Overweight persons maintained alternately on 800-calorie diets supplying mostly oil or carbohydrate lost far more on the diet containing oil and spontaneously used an average of 400 extra calories daily. Hospital patients given different diets having the same number of calories also lost the most weight while receiving one containing oil, found it easiest to adhere to, and did not regain their lost weight as long as the oil was continued. Persons reducing without oil regained their weight most rapidly, whereas individuals whose diets contained oil continued to lose. In one investigation, overweight patients were merely asked to use oils instead of other fats and to limit their intake of starches and sugars; of their own choice they ate an average of 600 calories less than usual per day and all lost weight. When food has been marked with radioactive carbon and given in several diets containing the same number of calories, the least fat was stored on the diet containing oil but little carbohydrate. Patients who lost nothing on a 500 calorie diet of carbohydrate did lose when allowed 2,600 calories daily supplied by protein and fat of which part was oil. Numerous other studies have produced similar results. Yet as important as oils are, only a small amount is needed daily.

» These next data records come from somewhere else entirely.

//! Alert Dispatcher (C9): translates triggered composite verdicts into
//! external effects, deduplicating repeats per `(compositeId, nodeId)` and
//! retrying failed sink deliveries with bounded exponential backoff on
//! subsequent ticks rather than blocking the tick that produced them.

mod sink;

pub use sink::{AlertContext, AlertSink, EffectError, FileAlertSink, LogAlertSink, ModbusAlertSink, ModbusTransport, ModbusWrite};

use std::collections::HashMap;

use chrono::{DateTime, Utc};
use cira_config::RetryConfig;

use crate::types::ActionVerdict;

struct PendingRetry {
    verdict: ActionVerdict,
    ctx: AlertContext,
    attempt: u32,
    next_attempt_at: DateTime<Utc>,
}

pub struct AlertDispatcher {
    sinks: Vec<Box<dyn AlertSink>>,
    retry: RetryConfig,
    dedup_window: chrono::Duration,
    last_fire: HashMap<(String, String), (DateTime<Utc>, ActionVerdict)>,
    pending: Vec<PendingRetry>,
}

impl AlertDispatcher {
    pub fn new(sinks: Vec<Box<dyn AlertSink>>, retry: RetryConfig, dedup_window_ms: u64) -> Self {
        Self {
            sinks,
            retry,
            dedup_window: chrono::Duration::milliseconds(dedup_window_ms as i64),
            last_fire: HashMap::new(),
            pending: Vec::new(),
        }
    }

    /// Dispatch a triggered verdict, unless an identical verdict already
    /// fired for this `(composite_id, node_id)` within the dedup window.
    pub fn dispatch(&mut self, verdict: &ActionVerdict, ctx: AlertContext, now: DateTime<Utc>) {
        let key = (ctx.composite_id.clone(), ctx.node_id.clone());
        if let Some((last_at, last_verdict)) = self.last_fire.get(&key) {
            if *last_verdict == *verdict && now - *last_at < self.dedup_window {
                return;
            }
        }
        self.last_fire.insert(key, (now, verdict.clone()));
        self.send(verdict, &ctx, now);
    }

    fn send(&mut self, verdict: &ActionVerdict, ctx: &AlertContext, now: DateTime<Utc>) {
        for sink in &self.sinks {
            if let Err(e) = sink.emit(verdict, ctx) {
                tracing::warn!(error = %e, composite_id = %ctx.composite_id, "alert sink failed, scheduling retry");
                self.pending.push(PendingRetry {
                    verdict: verdict.clone(),
                    ctx: ctx.clone(),
                    attempt: 1,
                    next_attempt_at: now + self.backoff(1),
                });
            }
        }
    }

    fn backoff(&self, attempt: u32) -> chrono::Duration {
        let factor = self.retry.factor.saturating_pow(attempt.saturating_sub(1));
        let delay_ms = self.retry.base_delay.as_millis().saturating_mul(factor as u64);
        let capped = delay_ms.min(self.retry.max_delay.as_millis());
        chrono::Duration::milliseconds(capped as i64)
    }

    /// Drive due retries forward. Called once per tick.
    pub fn process_retries(&mut self, now: DateTime<Utc>) {
        let due: Vec<PendingRetry> = {
            let mut due = Vec::new();
            let mut remaining = Vec::new();
            for p in self.pending.drain(..) {
                if p.next_attempt_at <= now {
                    due.push(p);
                } else {
                    remaining.push(p);
                }
            }
            self.pending = remaining;
            due
        };

        for mut p in due {
            let mut delivered = true;
            for sink in &self.sinks {
                if sink.emit(&p.verdict, &p.ctx).is_err() {
                    delivered = false;
                }
            }
            if !delivered && p.attempt < self.retry.max_attempts {
                p.attempt += 1;
                p.next_attempt_at = now + self.backoff(p.attempt);
                self.pending.push(p);
            } else if !delivered {
                tracing::warn!(composite_id = %p.ctx.composite_id, "alert delivery exhausted retries, dropping");
            }
        }
    }

    pub fn pending_retry_count(&self) -> usize {
        self.pending.len()
    }
}

#[cfg(test)]
mod tests {
    use super::*;
    use crate::types::ActionKind;
    use std::sync::{Arc, Mutex};

    fn verdict() -> ActionVerdict {
        ActionVerdict {
            action: ActionKind::Alert,
            severity: None,
            message: Some("hi".to_string()),
            register: None,
            value: None,
            reason: None,
        }
    }

    fn ctx() -> AlertContext {
        AlertContext { composite_id: "c1".to_string(), node_id: "n1".to_string() }
    }

    #[derive(Debug)]
    struct CountingSink {
        calls: Arc<Mutex<u32>>,
        fail: bool,
    }

    impl AlertSink for CountingSink {
        fn emit(&self, _verdict: &ActionVerdict, _ctx: &AlertContext) -> Result<(), EffectError> {
            *self.calls.lock().unwrap() += 1;
            if self.fail {
                Err(EffectError("boom".to_string()))
            } else {
                Ok(())
            }
        }
    }

    #[test]
    fn identical_verdict_within_window_is_deduped() {
        let calls = Arc::new(Mutex::new(0));
        let sink = Box::new(CountingSink { calls: calls.clone(), fail: false });
        let mut dispatcher = AlertDispatcher::new(vec![sink], RetryConfig::default(), 60_000);
        let t0 = Utc::now();
        dispatcher.dispatch(&verdict(), ctx(), t0);
        dispatcher.dispatch(&verdict(), ctx(), t0 + chrono::Duration::seconds(1));
        assert_eq!(*calls.lock().unwrap(), 1);
    }

    #[test]
    fn verdict_outside_window_fires_again() {
        let calls = Arc::new(Mutex::new(0));
        let sink = Box::new(CountingSink { calls: calls.clone(), fail: false });
        let mut dispatcher = AlertDispatcher::new(vec![sink], RetryConfig::default(), 1_000);
        let t0 = Utc::now();
        dispatcher.dispatch(&verdict(), ctx(), t0);
        dispatcher.dispatch(&verdict(), ctx(), t0 + chrono::Duration::seconds(5));
        assert_eq!(*calls.lock().unwrap(), 2);
    }

    #[test]
    fn failed_dispatch_is_retried_and_eventually_succeeds() {
        let calls = Arc::new(Mutex::new(0));
        let sink = Arc::new(Mutex::new(true));
        #[derive(Debug)]
        struct FlakySink {
            calls: Arc<Mutex<u32>>,
            fail: Arc<Mutex<bool>>,
        }
        impl AlertSink for FlakySink {
            fn emit(&self, _v: &ActionVerdict, _c: &AlertContext) -> Result<(), EffectError> {
                *self.calls.lock().unwrap() += 1;
                if *self.fail.lock().unwrap() {
                    Err(EffectError("boom".to_string()))
                } else {
                    Ok(())
                }
            }
        }
        let flaky = Box::new(FlakySink { calls: calls.clone(), fail: sink.clone() });
        let mut retry = RetryConfig::default();
        retry.base_delay = cira_config::HumanDuration::from(std::time::Duration::from_millis(1));
        let mut dispatcher = AlertDispatcher::new(vec![flaky], retry, 0);
        let t0 = Utc::now();
        dispatcher.dispatch(&verdict(), ctx(), t0);
        assert_eq!(dispatcher.pending_retry_count(), 1);

        *sink.lock().unwrap() = false;
        dispatcher.process_retries(t0 + chrono::Duration::milliseconds(10));
        assert_eq!(dispatcher.pending_retry_count(), 0);
        assert!(*calls.lock().unwrap() >= 2);
    }

    #[test]
    fn retries_exhaust_after_max_attempts() {
        let calls = Arc::new(Mutex::new(0));
        let sink = Box::new(CountingSink { calls: calls.clone(), fail: true });
        let mut retry = RetryConfig::default();
        retry.base_delay = cira_config::HumanDuration::from(std::time::Duration::from_millis(1));
        retry.max_attempts = 2;
        let mut dispatcher = AlertDispatcher::new(vec![sink], retry, 0);
        let t0 = Utc::now();
        dispatcher.dispatch(&verdict(), ctx(), t0);
        dispatcher.process_retries(t0 + chrono::Duration::milliseconds(10));
        dispatcher.process_retries(t0 + chrono::Duration::milliseconds(100));
        assert_eq!(dispatcher.pending_retry_count(), 0);
    }
}
//! Atomic Rule Engine (C4): evaluate every enabled atomic rule against one
//! device node's payload, producing the tick's `AtomicResult` set.
//!
//! Rules are independent of each other at this level — a failing or
//! timed-out rule is recorded and evaluation continues with the next one in
//! id order. There is no notion of rule priority or short-circuiting.

use std::collections::BTreeMap;

use crate::evaluator;
use crate::types::{AtomicResult, AtomicRule, WorldPayload};

const DEFAULT_DEADLINE_MS: u64 = 50;

/// Evaluate every enabled rule in `rules` against `payload`, in ascending id
/// order, keyed by rule id. Rules are assumed pre-sorted by caller or are
/// sorted here defensively.
pub fn evaluate_node(
    payload: &WorldPayload,
    rules: &[AtomicRule],
    deadline_ms: u64,
) -> BTreeMap<String, AtomicResult> {
    let mut enabled: Vec<&AtomicRule> = rules.iter().filter(|r| r.enabled).collect();
    enabled.sort_by(|a, b| a.id.cmp(&b.id));

    enabled
        .into_iter()
        .map(|rule| {
            let outcome = evaluator::evaluate(&rule.code, payload, deadline_ms);
            let result = AtomicResult {
                action: outcome.action,
                socket_type: rule.socket_type,
                reads: rule.reads.clone(),
                produces: rule.produces.clone(),
                execution_ms: outcome.execution_ms,
                success: outcome.success,
                error: outcome.error,
            };
            (rule.id.clone(), result)
        })
        .collect()
}

/// Merge a single device node's results into the tick-wide snapshot map,
/// keyed `nodeId::ruleId` as the published `ResultSnapshot.atomic_results`
/// contract requires.
pub fn merge_into_snapshot(
    snapshot: &mut BTreeMap<String, AtomicResult>,
    node_id: &str,
    node_results: BTreeMap<String, AtomicResult>,
) {
    for (rule_id, result) in node_results {
        snapshot.insert(format!("{node_id}::{rule_id}"), result);
    }
}

pub fn default_deadline_ms() -> u64 {
    DEFAULT_DEADLINE_MS
}

#[cfg(test)]
mod tests {
    use super::*;
    use crate::types::SocketType;
    use chrono::Utc;

    fn rule(id: &str, code: &str, enabled: bool) -> AtomicRule {
        AtomicRule {
            id: id.to_string(),
            name: id.to_string(),
            description: String::new(),
            socket_type: SocketType::AnyBoolean,
            reads: Vec::new(),
            produces: Vec::new(),
            code: code.to_string(),
            enabled,
            created_at: Utc::now(),
            created_by: "test".to_string(),
            prompt: None,
            tags: None,
        }
    }

    #[test]
    fn disabled_rules_are_skipped() {
        let payload = WorldPayload::dry_run_fixture();
        let rules = vec![rule("a", "return { action: \"pass\" };", false)];
        let results = evaluate_node(&payload, &rules, 50);
        assert!(results.is_empty());
    }

    #[test]
    fn one_failing_rule_does_not_affect_others() {
        let payload = WorldPayload::dry_run_fixture();
        let rules = vec![
            rule("broken", "if (true return 1;", true),
            rule("ok", "return { action: \"pass\" };", true),
        ];
        let results = evaluate_node(&payload, &rules, 50);
        assert!(!results["broken"].success);
        assert!(results["ok"].success);
    }

    #[test]
    fn offline_payload_missing_fields_default_rather_than_error() {
        let payload = WorldPayload::sentinel("jetson-1");
        let rules = vec![rule(
            "defect_rate",
            r#"if (payload.stats.defects_per_hour > 10) return { action: "alert" }; return { action: "pass" };"#,
            true,
        )];
        let results = evaluate_node(&payload, &rules, 50);
        assert!(results["defect_rate"].success);
        assert!(results["defect_rate"]
            .error
            .as_ref()
            .map(|e| !e.contains("network"))
            .unwrap_or(true));
    }

    #[test]
    fn merge_uses_compound_key() {
        let payload = WorldPayload::dry_run_fixture();
        let rules = vec![rule("scratch", "return { action: \"reject\" };", true)];
        let node_results = evaluate_node(&payload, &rules, 50);
        let mut snapshot = BTreeMap::new();
        merge_into_snapshot(&mut snapshot, "jetson-1", node_results);
        assert!(snapshot.contains_key("jetson-1::scratch"));
    }
}
use std::collections::HashMap;
use std::path::PathBuf;

use serde::Deserialize;

/// Logging configuration. All fields have defaults so the entire `[logging]`
/// section may be omitted from `cira.toml`.
#[derive(Debug, Deserialize)]
#[serde(default)]
pub struct LoggingConfig {
    /// Global log level filter (e.g. `"info"`, `"debug"`).
    pub level: String,
    /// Per-module level overrides, e.g. `{ "cira_runtime::fetcher" = "debug" }`.
    pub modules: HashMap<String, String>,
    /// Optional file path for log output. Relative paths are resolved against
    /// the config file's parent directory.
    pub file: Option<PathBuf>,
    /// Output format: `plain` (human-readable) or `json` (structured).
    pub format: LogFormat,
}

impl Default for LoggingConfig {
    fn default() -> Self {
        Self {
            level: "info".to_string(),
            modules: HashMap::new(),
            file: None,
            format: LogFormat::Plain,
        }
    }
}

/// Log output format.
#[derive(Debug, Clone, Copy, PartialEq, Eq, Deserialize)]
#[serde(rename_all = "lowercase")]
pub enum LogFormat {
    Plain,
    Json,
}
//! Composite Rule Engine (C7): topological evaluation of a [`CompositeRule`]
//! graph, folding atomic verdicts, constants, thresholds, boolean gates and
//! stateful operators down to a single triggered/not-triggered verdict.
//!
//! Evaluated once per device node per tick; `atomic_results` is that node's
//! slice of the tick's atomic verdicts, keyed by bare rule id (the Atomic
//! Rule Engine's own output map uses the compound `nodeId::ruleId` key
//! required for the published snapshot, but a composite graph only ever
//! runs against one node's payload at a time).
//!
//! Node order is derived independently here (not reused from
//! `graph_validator`, which only needs *a* valid order to detect cycles):
//! Kahn's algorithm again, but this time the visitation order itself is the
//! product, not just a yes/no cycle check.

use std::collections::{BTreeMap, HashMap, VecDeque};
use std::time::Instant;

use chrono::{DateTime, Utc};

use crate::stateful_store::StatefulStore;
use crate::types::{
    ActionVerdict, AtomicResult, CompareOp, CompositeResult, CompositeRule, NodeData,
};

pub fn evaluate(
    rule: &CompositeRule,
    atomic_results: &BTreeMap<String, AtomicResult>,
    payload: &serde_json::Value,
    state: &mut StatefulStore,
    now: DateTime<Utc>,
) -> CompositeResult {
    let start = Instant::now();
    let order = match topological_order(rule) {
        Ok(order) => order,
        Err(e) => {
            return CompositeResult {
                triggered: false,
                action: None,
                node_results: BTreeMap::new(),
                success: false,
                error: Some(e),
                execution_ms: start.elapsed().as_millis() as u64,
            }
        }
    };

    let incoming = incoming_wires(rule);
    let mut node_results: BTreeMap<String, bool> = BTreeMap::new();
    let mut output_fired: Option<&ActionVerdict> = None;
    let mut error = None;

    'nodes: for node in &order {
        let inputs: Vec<bool> = incoming
            .get(node.id.as_str())
            .into_iter()
            .flatten()
            .map(|src| node_results.get(*src).copied().unwrap_or(false))
            .collect();

        let result = match &node.data {
            NodeData::Atomic { rule_id, .. } => match atomic_results.get(rule_id) {
                Some(r) => r.success && r.action.as_ref().is_some_and(|a| a.action.is_triggered()),
                None => {
                    error = Some(format!("no atomic result for rule {rule_id:?} (node {:?})", node.id));
                    break 'nodes;
                }
            },
            NodeData::Constant { value } => *value,
            NodeData::Threshold {
                field,
                operator,
                threshold,
            } => evaluate_threshold(payload, field, *operator, *threshold),
            NodeData::And { .. } => inputs.len() == 2 && inputs.iter().all(|&b| b),
            NodeData::Or { .. } => inputs.iter().any(|&b| b),
            NodeData::Not { .. } => inputs.first().map(|&b| !b).unwrap_or(false),
            NodeData::StatefulCondition {
                condition,
                count,
                window_minutes,
                ..
            } => {
                let input = inputs.first().copied().unwrap_or(false);
                state.evaluate(&rule.id, &node.id, *condition, *count, *window_minutes, input, now)
            }
            NodeData::Output { output_action } => {
                let fired = inputs.first().copied().unwrap_or(false);
                if fired {
                    output_fired = Some(output_action);
                }
                fired
            }
        };

        node_results.insert(node.id.clone(), result);
    }

    CompositeResult {
        triggered: output_fired.is_some(),
        action: output_fired.cloned(),
        node_results,
        success: error.is_none(),
        error,
        execution_ms: start.elapsed().as_millis() as u64,
    }
}

fn evaluate_threshold(payload: &serde_json::Value, field: &str, op: CompareOp, threshold: f64) -> bool {
    let value = lookup_path(payload, field).and_then(|v| v.as_f64());
    match value {
        Some(v) => op.apply(v, threshold),
        None => false,
    }
}

fn lookup_path<'a>(payload: &'a serde_json::Value, path: &str) -> Option<&'a serde_json::Value> {
    let mut current = payload;
    for segment in path.split('.') {
        current = current.get(segment)?;
    }
    Some(current)
}

fn incoming_wires(rule: &CompositeRule) -> HashMap<&str, Vec<&str>> {
    let mut map: HashMap<&str, Vec<&str>> = HashMap::new();
    for conn in &rule.connections {
        map.entry(conn.target_node.as_str())
            .or_default()
            .push(conn.source_node.as_str());
    }
    map
}

fn topological_order(rule: &CompositeRule) -> Result<Vec<&crate::types::CompositeNode>, String> {
    let mut in_degree: HashMap<&str, usize> = rule.nodes.iter().map(|n| (n.id.as_str(), 0)).collect();
    let mut adjacency: HashMap<&str, Vec<&str>> = HashMap::new();
    for conn in &rule.connections {
        *in_degree.entry(conn.target_node.as_str()).or_insert(0) += 1;
        adjacency
            .entry(conn.source_node.as_str())
            .or_default()
            .push(conn.target_node.as_str());
    }

    let by_id: HashMap<&str, &crate::types::CompositeNode> =
        rule.nodes.iter().map(|n| (n.id.as_str(), n)).collect();

    // deterministic ordering: sort the initial frontier and each successor
    // push by node id, so the same graph always evaluates in the same order.
    let mut frontier: Vec<&str> = in_degree
        .iter()
        .filter(|&(_, &deg)| deg == 0)
        .map(|(&id, _)| id)
        .collect();
    frontier.sort_unstable();
    let mut queue: VecDeque<&str> = frontier.into();

    let mut order = Vec::with_capacity(rule.nodes.len());
    while let Some(id) = queue.pop_front() {
        order.push(by_id[id]);
        if let Some(successors) = adjacency.get(id) {
            let mut ready = Vec::new();
            for &succ in successors {
                let deg = in_degree.get_mut(succ).expect("successor is a known node");
                *deg -= 1;
                if *deg == 0 {
                    ready.push(succ);
                }
            }
            ready.sort_unstable();
            for succ in ready {
                queue.push_back(succ);
            }
        }
    }

    if order.len() < rule.nodes.len() {
        return Err("graph contains a cycle".to_string());
    }
    Ok(order)
}

#[cfg(test)]
mod tests {
    use super::*;
    use crate::types::{ActionKind, CompositeConnection, CompositeNode, Position, SocketType, StatefulCondition};

    fn node(id: &str, data: NodeData) -> CompositeNode {
        CompositeNode {
            id: id.to_string(),
            position: Position { x: 0.0, y: 0.0 },
            data,
        }
    }

    fn conn(id: &str, source: &str, target: &str) -> CompositeConnection {
        CompositeConnection {
            id: id.to_string(),
            source_node: source.to_string(),
            source_socket: SocketType::AnyBoolean,
            target_node: target.to_string(),
            target_socket: SocketType::AnyBoolean,
        }
    }

    fn rule(nodes: Vec<CompositeNode>, connections: Vec<CompositeConnection>) -> CompositeRule {
        CompositeRule {
            id: "r1".to_string(),
            name: "test".to_string(),
            description: String::new(),
            enabled: true,
            created_at: Utc::now(),
            created_by: "test".to_string(),
            nodes,
            connections,
            output_action: ActionVerdict::pass(),
        }
    }

    fn alert_action() -> ActionVerdict {
        ActionVerdict {
            action: ActionKind::Alert,
            severity: None,
            message: Some("test".to_string()),
            register: None,
            value: None,
            reason: None,
        }
    }

    #[test]
    fn constant_true_fires_output() {
        let rule = rule(
            vec![
                node("c", NodeData::Constant { value: true }),
                node("o", NodeData::Output { output_action: alert_action() }),
            ],
            vec![conn("w", "c", "o")],
        );
        let mut state = StatefulStore::new();
        let result = evaluate(&rule, &BTreeMap::new(), &serde_json::json!({}), &mut state, Utc::now());
        assert!(result.success);
        assert!(result.triggered);
        assert_eq!(result.action.unwrap().action, ActionKind::Alert);
    }

    #[test]
    fn and_gate_requires_both_inputs() {
        let rule = rule(
            vec![
                node("a", NodeData::Constant { value: true }),
                node("b", NodeData::Constant { value: false }),
                node("and", NodeData::And { gate_type: crate::types::GateType::And }),
                node("o", NodeData::Output { output_action: alert_action() }),
            ],
            vec![conn("w1", "a", "and"), conn("w2", "b", "and"), conn("w3", "and", "o")],
        );
        let mut state = StatefulStore::new();
        let result = evaluate(&rule, &BTreeMap::new(), &serde_json::json!({}), &mut state, Utc::now());
        assert!(!result.triggered);
        assert_eq!(result.node_results["and"], false);
    }

    #[test]
    fn threshold_reads_payload_field() {
        let rule = rule(
            vec![
                node(
                    "t",
                    NodeData::Threshold {
                        field: "stats.defects_per_hour".to_string(),
                        operator: CompareOp::Gt,
                        threshold: 10.0,
                    },
                ),
                node("o", NodeData::Output { output_action: alert_action() }),
            ],
            vec![conn("w", "t", "o")],
        );
        let mut state = StatefulStore::new();
        let payload = serde_json::json!({ "stats": { "defects_per_hour": 15.0 } });
        let result = evaluate(&rule, &BTreeMap::new(), &payload, &mut state, Utc::now());
        assert!(result.triggered);
    }

    #[test]
    fn threshold_missing_field_is_false_not_error() {
        let rule = rule(
            vec![
                node(
                    "t",
                    NodeData::Threshold {
                        field: "stats.nonexistent".to_string(),
                        operator: CompareOp::Gt,
                        threshold: 10.0,
                    },
                ),
                node("o", NodeData::Output { output_action: alert_action() }),
            ],
            vec![conn("w", "t", "o")],
        );
        let mut state = StatefulStore::new();
        let result = evaluate(&rule, &BTreeMap::new(), &serde_json::json!({}), &mut state, Utc::now());
        assert!(result.success);
        assert!(!result.triggered);
    }

    #[test]
    fn atomic_node_consults_result_map() {
        let rule = rule(
            vec![
                node("a", NodeData::Atomic { rule_id: "scratch".to_string(), socket_type: SocketType::AnyBoolean, label: None }),
                node("o", NodeData::Output { output_action: alert_action() }),
            ],
            vec![conn("w", "a", "o")],
        );
        let mut results = BTreeMap::new();
        results.insert(
            "scratch".to_string(),
            AtomicResult {
                action: Some(ActionVerdict { action: ActionKind::Reject, severity: None, message: None, register: None, value: None, reason: None }),
                socket_type: SocketType::VisionDetection,
                reads: Vec::new(),
                produces: Vec::new(),
                execution_ms: 1,
                success: true,
                error: None,
            },
        );
        let mut state = StatefulStore::new();
        let result = evaluate(&rule, &results, &serde_json::json!({}), &mut state, Utc::now());
        assert!(result.triggered);
    }

    #[test]
    fn stateful_node_consults_store_across_calls() {
        let rule = rule(
            vec![
                node("c", NodeData::Constant { value: true }),
                node(
                    "s",
                    NodeData::StatefulCondition {
                        condition: StatefulCondition::Consecutive,
                        accepts_socket_type: SocketType::AnyBoolean,
                        count: 2,
                        window_minutes: 0.0,
                    },
                ),
                node("o", NodeData::Output { output_action: alert_action() }),
            ],
            vec![conn("w1", "c", "s"), conn("w2", "s", "o")],
        );
        let mut state = StatefulStore::new();
        let now = Utc::now();
        let first = evaluate(&rule, &BTreeMap::new(), &serde_json::json!({}), &mut state, now);
        assert!(!first.triggered);
        let second = evaluate(&rule, &BTreeMap::new(), &serde_json::json!({}), &mut state, now);
        assert!(second.triggered);
    }

    #[test]
    fn cycle_surfaces_as_failed_result_not_panic() {
        let rule = rule(
            vec![
                node("a", NodeData::Not { gate_type: crate::types::GateType::Not }),
                node("b", NodeData::Not { gate_type: crate::types::GateType::Not }),
            ],
            vec![conn("c1", "a", "b"), conn("c2", "b", "a")],
        );
        let mut state = StatefulStore::new();
        let result = evaluate(&rule, &BTreeMap::new(), &serde_json::json!({}), &mut state, Utc::now());
        assert!(!result.success);
        assert!(result.error.is_some());
    }
}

Oils decrease hunger by retarding the emptying time of the stomach and by stimulating the burning of saturated body fat to the extent that the blood sugar remains normal for long periods. Overweight persons develop low blood sugar faster than other individuals, but even though it is low, hunger disappears after proteins are eaten. Animals and humans on low-protein diets eat more, hence gain more, than when proteins are generously supplied.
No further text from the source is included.